Nadia’s comments came at a speech she delivered in a three-day conference on religious freedom which kicked off on Tuesday July 16 in Washington.
Nadia Murad, who has also been chosen as UN ambassador for peace, addressing the gathering at the Ministerial to Advance Religious Freedom conference spoke about the atrocities committed by the Islamic State group against her community.
“I lost 9 family members during this genocide. 21 women and girls from my family were taken into captivity, including myself. Today, I have 19 nieces and nephews that will grow up without fathers. ISIS killed their fathers because they were Ezidis,” she said.

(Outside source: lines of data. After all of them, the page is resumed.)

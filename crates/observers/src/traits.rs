//! Capability traits for cross-solver observers.
//!
//! These traits abstract over solver-specific event and action types, enabling
//! observers to be written once and reused.
//!
//! # Event traits
//!
//! - [`HasStep`] — events that carry a step number
//! - [`HasTime`] — events that carry the current time
//! - [`HasState`] — events that carry the current state vector
//!
//! # Action traits
//!
//! - [`CanStopEarly`] — actions that can signal early termination
//!
//! # Example
//!
//! ```rust
//! use stepwise_core::Observer;
//! use stepwise_observers::traits::{CanStopEarly, HasState};
//!
//! struct Bounded {
//!     limit: f64,
//! }
//!
//! impl<E: HasState, A: CanStopEarly> Observer<E, A> for Bounded {
//!     fn observe(&mut self, event: &E) -> Option<A> {
//!         let escaped = event.state().iter().any(|u| u.abs() > self.limit);
//!         escaped.then(A::stop_early)
//!     }
//! }
//! ```

use stepwise_solvers::rk4;

/// An event that carries a step number.
pub trait HasStep {
    /// Returns the step number, with 0 for the initial state.
    fn step(&self) -> usize;
}

/// An event that carries the current time.
pub trait HasTime {
    /// Returns the time at this event.
    fn time(&self) -> f64;
}

/// An event that carries the current state vector.
pub trait HasState {
    /// Returns the state at this event.
    fn state(&self) -> &[f64];
}

/// An action type that can signal early termination.
pub trait CanStopEarly {
    /// Returns the action that stops the solver early.
    fn stop_early() -> Self;
}

// --- rk4::Event ---

impl HasStep for rk4::Event<'_> {
    fn step(&self) -> usize {
        self.step
    }
}

impl HasTime for rk4::Event<'_> {
    fn time(&self) -> f64 {
        self.t
    }
}

impl HasState for rk4::Event<'_> {
    fn state(&self) -> &[f64] {
        self.state
    }
}

// --- rk4::Action ---

impl CanStopEarly for rk4::Action {
    fn stop_early() -> Self {
        Self::StopEarly
    }
}
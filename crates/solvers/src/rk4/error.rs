use thiserror::Error;

use stepwise_core::ProblemError;

/// Errors that can occur during RK4 integration.
#[derive(Debug, Error, Clone, PartialEq)]
pub enum Error {
    #[error("invalid problem: {0}")]
    Problem(#[from] ProblemError),

    #[error("state has {found} components but the field expects {expected}")]
    StateDimension { expected: usize, found: usize },

    #[error("derivative at t = {t} has {found} components but the field expects {expected}")]
    DerivativeDimension {
        t: f64,
        expected: usize,
        found: usize,
    },

    #[error("state became non-finite at t = {t}")]
    NonFinite { t: f64 },

    #[error("step {dt} does not advance time past t = {t}")]
    Stalled { t: f64, dt: f64 },
}
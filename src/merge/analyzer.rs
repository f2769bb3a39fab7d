//! Diff engine: walks a master and a slave message stream in lockstep and emits an
//! ordered partitioning of both into `Match` / `Retain` / `Add` / `Replace` segments.

use std::cmp::Ordering;

use crate::dao::ChatHistoryDao;
use crate::entities::equality::{PracticalEq, PracticalEqTuple};
use crate::entities::*;
use crate::ids::*;
use crate::merge::stream::messages_stream;
use crate::merge::{MasterMessage, SlaveMessage, WithTypedId};
use crate::require;
use crate::utils::{file_exists, measure, CancellationToken, DatasetRoot, FileHashCache, Outcome, Result};

#[cfg(test)]
#[path = "analyzer_tests.rs"]
mod tests;

#[derive(Clone, Debug, PartialEq, Eq)]
pub enum DiffSegment {
    Match { first_master_msg_id: MasterInternalId, last_master_msg_id: MasterInternalId,
            first_slave_msg_id: SlaveInternalId, last_slave_msg_id: SlaveInternalId },
    Retain { first_master_msg_id: MasterInternalId, last_master_msg_id: MasterInternalId },
    Add { first_slave_msg_id: SlaveInternalId, last_slave_msg_id: SlaveInternalId },
    Replace { first_master_msg_id: MasterInternalId, last_master_msg_id: MasterInternalId,
              first_slave_msg_id: SlaveInternalId, last_slave_msg_id: SlaveInternalId },
}

#[derive(Clone, Debug, PartialEq, Eq)]
enum InProgress {
    Match { first_master_msg_id: MasterInternalId, first_slave_msg_id: SlaveInternalId },
    Retain { first_master_msg_id: MasterInternalId },
    Add { first_slave_msg_id: SlaveInternalId },
    Replace { first_master_msg_id: MasterInternalId, first_slave_msg_id: SlaveInternalId },
}

impl InProgress {
    fn finish(&self, last_m: Option<MasterInternalId>, last_s: Option<SlaveInternalId>) -> DiffSegment {
        match *self {
            InProgress::Match { first_master_msg_id, first_slave_msg_id } => DiffSegment::Match {
                first_master_msg_id, last_master_msg_id: last_m.unwrap(),
                first_slave_msg_id, last_slave_msg_id: last_s.unwrap(),
            },
            InProgress::Retain { first_master_msg_id } => DiffSegment::Retain {
                first_master_msg_id, last_master_msg_id: last_m.unwrap(),
            },
            InProgress::Add { first_slave_msg_id } => DiffSegment::Add {
                first_slave_msg_id, last_slave_msg_id: last_s.unwrap(),
            },
            InProgress::Replace { first_master_msg_id, first_slave_msg_id } => DiffSegment::Replace {
                first_master_msg_id, last_master_msg_id: last_m.unwrap(),
                first_slave_msg_id, last_slave_msg_id: last_s.unwrap(),
            },
        }
    }
}

pub struct DatasetDiffAnalyzer<'a> {
    m_dao: &'a dyn ChatHistoryDao,
    m_root: DatasetRoot,
    s_dao: &'a dyn ChatHistoryDao,
    s_root: DatasetRoot,
    cache: FileHashCache,
}

impl<'a> DatasetDiffAnalyzer<'a> {
    pub fn new(m_dao: &'a dyn ChatHistoryDao, m_ds_uuid: &PbUuid,
               s_dao: &'a dyn ChatHistoryDao, s_ds_uuid: &PbUuid) -> Result<Self> {
        let m_root = m_dao.dataset_root(m_ds_uuid)?;
        let s_root = s_dao.dataset_root(s_ds_uuid)?;
        Ok(DatasetDiffAnalyzer { m_dao, m_root, s_dao, s_root, cache: FileHashCache::new() })
    }

    /// Conflicts are only detectable when both sides supply `source_id`s.
    pub fn analyze(&self, master_cwd: &ChatWithDetails, slave_cwd: &ChatWithDetails,
                   title: &str, cancellation: &CancellationToken) -> Result<Outcome<Vec<DiffSegment>>> {
        measure(|| {
            self.analyze_inner(Context {
                mm_stream: messages_stream(self.m_dao, &master_cwd.chat, MasterMessage, |m| m)?,
                m_cwd: master_cwd,
                sm_stream: messages_stream(self.s_dao, &slave_cwd.chat, SlaveMessage, |m| m)?,
                s_cwd: slave_cwd,
            }, cancellation)
        }, |r, t| if r.is_ok() { log::info!("chat {title} analyzed in {t} ms") })
    }

    fn analyze_inner(&self, mut cx: Context, cancellation: &CancellationToken) -> Result<Outcome<Vec<DiffSegment>>> {
        let mut state: Option<InProgress> = None;
        let mut acc: Vec<DiffSegment> = vec![];

        loop {
            if cancellation.is_cancelled() {
                return Ok(Outcome::Cancelled);
            }

            let (mm, sm) = cx.peek();
            match (mm, sm, &state) {
                (None, None, None) => break,

                (Some(m), Some(s), None) if self.content_aware_matches(m, cx.m_cwd, s, cx.s_cwd)? => {
                    let (mm, sm) = cx.advance_both();
                    state = Some(InProgress::Match { first_master_msg_id: mm.typed_id(), first_slave_msg_id: sm.typed_id() });
                }

                (Some(m), Some(s), None) if self.is_migrate_from_widening(m, cx.m_cwd, s, cx.s_cwd)? => {
                    let (mm, sm) = cx.advance_both();
                    acc.push(DiffSegment::Replace {
                        first_master_msg_id: mm.typed_id(), last_master_msg_id: mm.typed_id(),
                        first_slave_msg_id: sm.typed_id(), last_slave_msg_id: sm.typed_id(),
                    });
                }

                (Some(m), Some(s), None) if m.source_id_option.is_some() && m.source_id_option == s.source_id_option => {
                    self.check_time_shift(m, cx.m_cwd, s, cx.s_cwd)?;
                    let (mm, sm) = cx.advance_both();
                    state = Some(InProgress::Replace { first_master_msg_id: mm.typed_id(), first_slave_msg_id: sm.typed_id() });
                }

                (_, Some(_), None) if cx.cmp_master_slave()?.is_gt() => {
                    let sm = cx.advance_slave();
                    state = Some(InProgress::Add { first_slave_msg_id: sm.typed_id() });
                }

                (Some(_), _, None) if cx.cmp_master_slave()?.is_lt() => {
                    let mm = cx.advance_master();
                    state = Some(InProgress::Retain { first_master_msg_id: mm.typed_id() });
                }

                (Some(m), Some(s), Some(InProgress::Match { .. })) if self.content_aware_matches(m, cx.m_cwd, s, cx.s_cwd)? => {
                    cx.advance_both();
                }

                (_, Some(_), Some(InProgress::Add { .. })) if cx.cmp_master_slave()?.is_gt() => {
                    cx.advance_slave();
                }

                (Some(_), _, Some(InProgress::Retain { .. })) if cx.cmp_master_slave()?.is_lt() => {
                    cx.advance_master();
                }

                (Some(m), Some(s), Some(InProgress::Replace { .. })) if !self.content_aware_matches(m, cx.m_cwd, s, cx.s_cwd)? => {
                    cx.advance_both();
                }

                (_, _, Some(in_progress)) => {
                    acc.push(in_progress.finish(cx.mm_stream.last_id_option, cx.sm_stream.last_id_option));
                    state = None;
                }

                (mm, sm, None) =>
                    anyhow::bail!("data integrity error: messages {:?} and {:?} are neither ordered nor equal", mm, sm),
            }
        }

        Ok(Outcome::Done(acc))
    }

    /// Telegram widened user ids past 2020-10; a GroupMigrateFrom pair with equal source_id whose
    /// only difference is the id width is folded into a single Replace rather than derailing the
    /// whole chat into Retain/Add noise.
    fn is_migrate_from_widening(&self, mm: &Message, m_cwd: &ChatWithDetails, sm: &Message, s_cwd: &ChatWithDetails) -> Result<bool> {
        if !matches!(mm.typed, Typed::Service(MessageService::GroupMigrateFrom { .. })) { return Ok(false); }
        if !matches!(sm.typed, Typed::Service(MessageService::GroupMigrateFrom { .. })) { return Ok(false); }
        if mm.source_id_option.is_none() || mm.source_id_option != sm.source_id_option { return Ok(false); }
        if !(*mm.from_id < (1i64 << 32) && *sm.from_id >= (1i64 << 32)) { return Ok(false); }

        let mut mm_widened = mm.clone();
        mm_widened.from_id = sm.from_id;
        self.full_practically_equal(&mm_widened, m_cwd, sm, s_cwd)
    }

    /// A conflict aligned by `source_id` might actually be a timezone shift between the two
    /// datasets; detected by substituting slave's timestamp into master and re-testing equality.
    fn check_time_shift(&self, mm: &Message, m_cwd: &ChatWithDetails, sm: &Message, s_cwd: &ChatWithDetails) -> Result<()> {
        let mut mm_shifted = mm.clone();
        mm_shifted.timestamp = sm.timestamp;
        if self.full_practically_equal(&mm_shifted, m_cwd, sm, s_cwd)? {
            let diff_sec = *sm.timestamp - *mm.timestamp;
            require!(diff_sec != 0, "time shift check fired with zero diff");
            let (direction, diff_sec) = if diff_sec > 0 { ("ahead of", diff_sec) } else { ("behind", -diff_sec) };
            anyhow::bail!("time shift detected between datasets! slave is {direction} master by {diff_sec} sec ({} hrs)",
                          diff_sec / 3600);
        }
        Ok(())
    }

    fn full_practically_equal(&self, mm: &Message, m_cwd: &ChatWithDetails, sm: &Message, s_cwd: &ChatWithDetails) -> Result<bool> {
        PracticalEqTuple::new(mm, &self.m_root, m_cwd, &self.cache)
            .practically_equals(&PracticalEqTuple::new(sm, &self.s_root, s_cwd, &self.cache))
    }

    /// The relaxed equality the diff engine uses to decide whether two messages are the "same"
    /// message across snapshots: content is blanked out of the comparison except for the one
    /// asymmetric case where slave introduced a file master never had, which forces a Replace so
    /// the merge executor picks up the new content.
    fn content_aware_matches(&self, mm: &Message, m_cwd: &ChatWithDetails, sm: &Message, s_cwd: &ChatWithDetails) -> Result<bool> {
        match (&mm.typed, &sm.typed) {
            (Typed::Regular(mr), Typed::Regular(sr)) => {
                if let (Some(mc), Some(sc)) = (&mr.content_option, &sr.content_option) {
                    if Self::is_new_content(mc.primary_path_option(), &self.m_root, sc.primary_path_option(), &self.s_root) {
                        return Ok(false);
                    }
                }
                let mm_blank = blank_content(mm, mr);
                let sm_blank = blank_content(sm, sr);
                self.full_practically_equal(&mm_blank, m_cwd, &sm_blank, s_cwd)
            }
            (Typed::Service(MessageService::GroupEditPhoto { photo_path_option: mp }),
             Typed::Service(MessageService::GroupEditPhoto { photo_path_option: sp })) => {
                if Self::is_new_content(mp.as_deref(), &self.m_root, sp.as_deref(), &self.s_root) {
                    return Ok(false);
                }
                Ok(mm.timestamp == sm.timestamp && mm.from_id == sm.from_id && mm.text == sm.text)
            }
            _ => self.full_practically_equal(mm, m_cwd, sm, s_cwd),
        }
    }

    fn is_new_content(m_path: Option<&str>, m_root: &DatasetRoot, s_path: Option<&str>, s_root: &DatasetRoot) -> bool {
        !file_exists(m_root, m_path) && file_exists(s_root, s_path)
    }
}

fn blank_content(m: &Message, r: &MessageRegular) -> Message {
    Message {
        typed: Typed::Regular(MessageRegular { content_option: None, edit_time_option: None, ..r.clone() }),
        ..m.clone()
    }
}

struct Context<'a> {
    mm_stream: crate::merge::stream::BatchedMessageIterator<'a, MasterMessage>,
    m_cwd: &'a ChatWithDetails,
    sm_stream: crate::merge::stream::BatchedMessageIterator<'a, SlaveMessage>,
    s_cwd: &'a ChatWithDetails,
}

impl<'a> Context<'a> {
    fn peek(&self) -> (Option<&Message>, Option<&Message>) {
        (self.mm_stream.peek().map(|m| &m.0), self.sm_stream.peek().map(|m| &m.0))
    }

    /// Total order driving advancement when `source_id`s don't pin the alignment: by timestamp,
    /// then by `source_id` if both sides have one, then equal if searchable strings agree.
    /// Anything else is a data-integrity error, surfaced rather than silently misordered.
    fn cmp_master_slave(&self) -> Result<Ordering> {
        match (self.mm_stream.peek(), self.sm_stream.peek()) {
            (None, None) => Ok(Ordering::Equal),
            (None, _) => Ok(Ordering::Greater),
            (_, None) => Ok(Ordering::Less),
            (Some(mm), Some(sm)) => {
                if mm.timestamp != sm.timestamp {
                    Ok(mm.timestamp.cmp(&sm.timestamp))
                } else if let (Some(m_src), Some(s_src)) = (mm.source_id_option, sm.source_id_option) {
                    Ok(m_src.cmp(&s_src))
                } else if mm.searchable_string == sm.searchable_string {
                    Ok(Ordering::Equal)
                } else {
                    anyhow::bail!("cannot order messages {:?} and {:?}: same timestamp, no comparable source_id, differing text",
                                  mm.0, sm.0);
                }
            }
        }
    }

    fn advance_both(&mut self) -> (MasterMessage, SlaveMessage) {
        (self.advance_master(), self.advance_slave())
    }

    fn advance_master(&mut self) -> MasterMessage {
        self.mm_stream.next().expect("empty master stream advanced")
    }

    fn advance_slave(&mut self) -> SlaveMessage {
        self.sm_stream.next().expect("empty slave stream advanced")
    }
}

The Ezidi activist indicated that although ISIS has been largely defeated, the Ezidi community and other religious minorities “continue to feel the lasting effects of genocide,” particularly as nearly 350,000 Ezidis are still stranded in IDP camps in the Kurdistan Region, and over 3,000 Ezidi women and children remain missing.
She emphasized that disputes between Baghdad and Erbil over her hometown Shingal must end. “Without a solution between them, Ezidis will continue to be the victims of their conflict,” she added.
Nadia Murad called for issues of local governance in Shingal to be resolved. A step she considered crucial to help 80,000 Ezidis who have returned to Shingal “to survive and rebuild.”
She called upon the international community to urge Baghdad and Erbil to better integrate religious minorities into the Security Forces. “These efforts will enable religious minorities to have a hand in their own security and also prevent future genocidal efforts.”
She also stressed the need to prosecute ISIS members for committing genocide against Ezidis and other minorities.
On the sidelines of the conference, Nadia Murad along with a group of 27 survivors of religious persecution met US president Donal Trump in the Oval Office, where she reiterated the need to resolve Baghdad-Erbil territorial and political disputes to enable Ezidi IDPs to return home.
Shingal, a district 120 km west of Ninewa, is predominantly-populated by the Ezidi religious community. The town was overrun by ISIS in August 2014 and was recaptured by Iraqi forces in November 2015.